The research also found that babies who ate fruit with a meal, rather than in between meals, had less iron deficiency. This is because the vitamin C helps the iron in food to be absorbed.

  1. Take breast milk or iron-fortified formula.
  2. Add some iron-fortified baby cereal with mashed/pureed fruit (vitamin C in the fruit increases iron absorption from the cereal).
  3. Then add meat with vegetables (meat helps a baby absorb up to four times more iron from the vegetables
  • Keep some lamb's liver frozen (Note: lamb's liver is rick in iron but also vitamin A and too much vitamin A can damage the liver, so feed your 7-12 month old baby no more than three teaspoons a week)
  • Steam a couple of small chunks of pumpkin, kumara or carrot with some grated, frozen liver and purée or mash. Thin with cooled boiled water or vegetable juice from the steamer
  • Take a piece of meat and some vegetables from a cooked stew before it is seasoned, and blend. Avoid the sauce if it is made from stock – it is too salty for a baby
  • Finely chop roast meat, pork or chicken and add to mashed vegetables. Try roast pork, puréed apple and pumpkin, or roast chicken with mashed carrot and kumara
  • Bake fresh salmon or other fish. Mix with mashed vegetables
  • Mash cooked egg yolk in with mashed vegetables
  • Cook red lentils in water. Mix with mashed kumara, pumpkin and spinach  (Note: vegetarian infants need more iron-rich foods as they absorb only about 10% of iron in vegetarian food)

A baby needs more iron than an adult man. This is because in the first year a baby's weight and blood volume triples; a growth rate faster than at any other time of life. In the first two years a baby's brain reaches 80% of its adult size. Babies need lots of iron at this age to carry oxygen around in the blood and to help developing brain cells.

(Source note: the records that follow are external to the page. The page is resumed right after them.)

//! Terminal and JSON rendering of registry rows and batch outcomes.

use std::path::{Path, PathBuf};

use clap::ValueEnum;
use repofleet_core::{
    ApplySummary, BatchSummary, OperationKind, OperationOutcome, OutcomeStatus, Registry,
};
use serde_json::json;

#[derive(Debug, Clone, Copy, PartialEq, Eq, ValueEnum)]
pub enum OutputFormat {
    Text,
    /// One JSON object per line
    Json,
}

/// Prints results for one root directory.
pub struct Renderer {
    format: OutputFormat,
    root: PathBuf,
}

impl Renderer {
    pub fn new(format: OutputFormat, root: impl Into<PathBuf>) -> Self {
        Self {
            format,
            root: root.into(),
        }
    }

    pub fn found(&self, count: usize) {
        if self.format == OutputFormat::Text {
            println!("Found {count} repositories.");
        }
    }

    pub fn repositories(&self, registry: &Registry, show_branches: bool) {
        match self.format {
            OutputFormat::Text => print!("{}", format_table(registry, &self.root, show_branches)),
            OutputFormat::Json => {
                for entry in registry.snapshot() {
                    println!("{}", json!({ "repository": entry }));
                }
            }
        }
    }

    /// Called once per repository, in discovery order, while a batch runs.
    pub fn outcome(&self, outcome: &OperationOutcome) {
        match self.format {
            OutputFormat::Text => print!("{}", format_outcome(outcome, &self.root)),
            OutputFormat::Json => println!("{}", json!({ "outcome": outcome })),
        }
    }

    pub fn apply(&self, summary: &ApplySummary) {
        match self.format {
            OutputFormat::Text => print!("{}", format_apply(summary, &self.root)),
            OutputFormat::Json => println!(
                "{}",
                json!({
                    "apply": {
                        "branch": summary.branch,
                        "applied": summary.applied_count(),
                        "total": summary.total(),
                        "missing": summary.missing().collect::<Vec<_>>(),
                    }
                })
            ),
        }
    }

    pub fn summary(&self, summary: &BatchSummary) {
        match self.format {
            OutputFormat::Text => println!("{}", format_summary(summary)),
            OutputFormat::Json => println!("{}", json!({ "summary": summary })),
        }
    }
}

/// Path relative to the scan root, `.` for the root itself.
pub fn display_path(path: &Path, root: &Path) -> String {
    match path.strip_prefix(root) {
        Ok(rel) if rel.as_os_str().is_empty() => ".".to_string(),
        Ok(rel) => rel.display().to_string(),
        Err(_) => path.display().to_string(),
    }
}

pub fn format_table(registry: &Registry, root: &Path, show_branches: bool) -> String {
    let headers = ["Repository Path", "Current Branch", "Target Branch"];
    let rows: Vec<[String; 3]> = registry
        .iter()
        .map(|(path, state)| {
            [
                display_path(path, root),
                state.current_branch.clone(),
                state.target_branch.clone(),
            ]
        })
        .collect();

    let mut widths = headers.map(str::len);
    for row in &rows {
        for (width, cell) in widths.iter_mut().zip(row) {
            *width = (*width).max(cell.chars().count());
        }
    }

    let mut out = String::new();
    let line = |cells: [&str; 3]| {
        format!(
            "{:<w0$}  {:<w1$}  {}\n",
            cells[0],
            cells[1],
            cells[2],
            w0 = widths[0],
            w1 = widths[1]
        )
    };
    out.push_str(&line(headers));
    for ((_, state), row) in registry.iter().zip(&rows) {
        out.push_str(&line([&row[0], &row[1], &row[2]]));
        if show_branches && !state.all_branches.is_empty() {
            out.push_str(&format!("    branches: {}\n", state.all_branches.join(", ")));
        }
    }
    out
}

pub fn format_outcome(outcome: &OperationOutcome, root: &Path) -> String {
    let path = display_path(&outcome.path, root);
    let tag = match outcome.status {
        OutcomeStatus::Succeeded => "ok",
        OutcomeStatus::Failed => "failed",
        OutcomeStatus::Skipped => "skipped",
    };
    match outcome.kind {
        OperationKind::Checkout => format!("[{tag}] {path}: {}\n", outcome.message.trim()),
        OperationKind::Pull => {
            let mut out = format!("[{tag}] git pull in {path}\n");
            for line in outcome.message.lines() {
                out.push_str("    ");
                out.push_str(line);
                out.push('\n');
            }
            out
        }
    }
}

pub fn format_apply(summary: &ApplySummary, root: &Path) -> String {
    let mut out = String::new();
    for path in summary.missing() {
        out.push_str(&format!(
            "Branch '{}' not found in {}.\n",
            summary.branch,
            display_path(path, root)
        ));
    }
    out.push_str(&format!(
        "Set branch '{}' for {} of {} repositories.\n",
        summary.branch,
        summary.applied_count(),
        summary.total()
    ));
    out
}

pub fn format_summary(summary: &BatchSummary) -> String {
    format!(
        "{}: {} succeeded, {} failed, {} skipped",
        summary.kind, summary.succeeded, summary.failed, summary.skipped
    )
}

#[cfg(test)]
mod tests {
    use super::*;
    use repofleet_core::RepositoryState;

    fn registry() -> Registry {
        Registry::from_states([
            (
                PathBuf::from("/w"),
                RepositoryState::new("main", vec!["main".into()]),
            ),
            (
                PathBuf::from("/w/services/billing"),
                RepositoryState::new("dev", vec!["dev".into(), "main".into()]),
            ),
        ])
    }

    #[test]
    fn test_display_path_relative_to_root() {
        let root = Path::new("/w");
        assert_eq!(display_path(Path::new("/w"), root), ".");
        assert_eq!(display_path(Path::new("/w/a/b"), root), "a/b");
        assert_eq!(display_path(Path::new("/elsewhere"), root), "/elsewhere");
    }

    #[test]
    fn test_table_aligns_columns() {
        let table = format_table(&registry(), Path::new("/w"), false);
        let lines: Vec<&str> = table.lines().collect();
        assert_eq!(lines.len(), 3);
        assert!(lines[0].starts_with("Repository Path"));
        assert!(lines[2].starts_with("services/billing"));
        let col = lines[0].find("Current Branch").unwrap();
        assert_eq!(&lines[2][col..col + 3], "dev");
    }

    #[test]
    fn test_table_lists_branches_on_request() {
        let table = format_table(&registry(), Path::new("/w"), true);
        assert!(table.contains("branches: dev, main"));
    }

    #[test]
    fn test_pull_outcome_indents_git_output() {
        let outcome = OperationOutcome::failed(
            "/w/api",
            OperationKind::Pull,
            "fatal: no upstream\nhint: set one\n",
        );
        let text = format_outcome(&outcome, Path::new("/w"));
        assert_eq!(
            text,
            "[failed] git pull in api\n    fatal: no upstream\n    hint: set one\n"
        );
    }

    #[test]
    fn test_apply_message() {
        let summary = ApplySummary {
            branch: "dev".into(),
            results: vec![(PathBuf::from("/w/a"), true), (PathBuf::from("/w/b"), false)],
        };
        let text = format_apply(&summary, Path::new("/w"));
        assert!(text.contains("Branch 'dev' not found in b."));
        assert!(text.ends_with("Set branch 'dev' for 1 of 2 repositories.\n"));
    }

    #[test]
    fn test_summary_line() {
        let summary = BatchSummary {
            kind: OperationKind::Checkout,
            succeeded: 2,
            failed: 1,
            skipped: 0,
        };
        assert_eq!(
            format_summary(&summary),
            "checkout: 2 succeeded, 1 failed, 0 skipped"
        );
    }
}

A lack of iron at this critical time can impair intellectual development – and it's often irreversible. Children who are seriously iron deficient in their first two years of life do not learn so well once they get to school. Iron also keeps the immune system strong, resulting in less coughs, colds and tummy bugs.

Babies build up their iron stores in the last trimester and if they are full-term, have enough iron to last about six months. At around six months a baby's iron stores are depleted. By this time babies should be starting to eat iron fortified baby cereal and vitamin C-rich fruit in addition to breast milk or formula. By 7-8 months they need to be eating some iron-rich food, preferably meat and chicken, at least three times a week. At this age, they can also have egg yolk. Give some puréed fruit at the same meal to increase iron absorption.

Premature babies have smaller iron stores. This means they may need iron earlier than full term babies. No languishing on baby cereal for weeks on end – these babies need to get onto iron rich meats as soon as possible. If you are concerned, chat to your doctor or Plunket nurse about what to do.

Cows' milk: The greatest dietary risk factor for iron deficiency in the first year is giving a baby cows' milk. Keep your baby off cows' milk as a drink until 12 months. Some 12 month plus babies adore milk. If you have a 'milk-loving' baby, be careful they don't drink so much milk that they have no room for iron-rich foods.

Tea: Tea contains tannins that bind up iron from non-meat foods, such as baby cereal, and stop it being absorbed.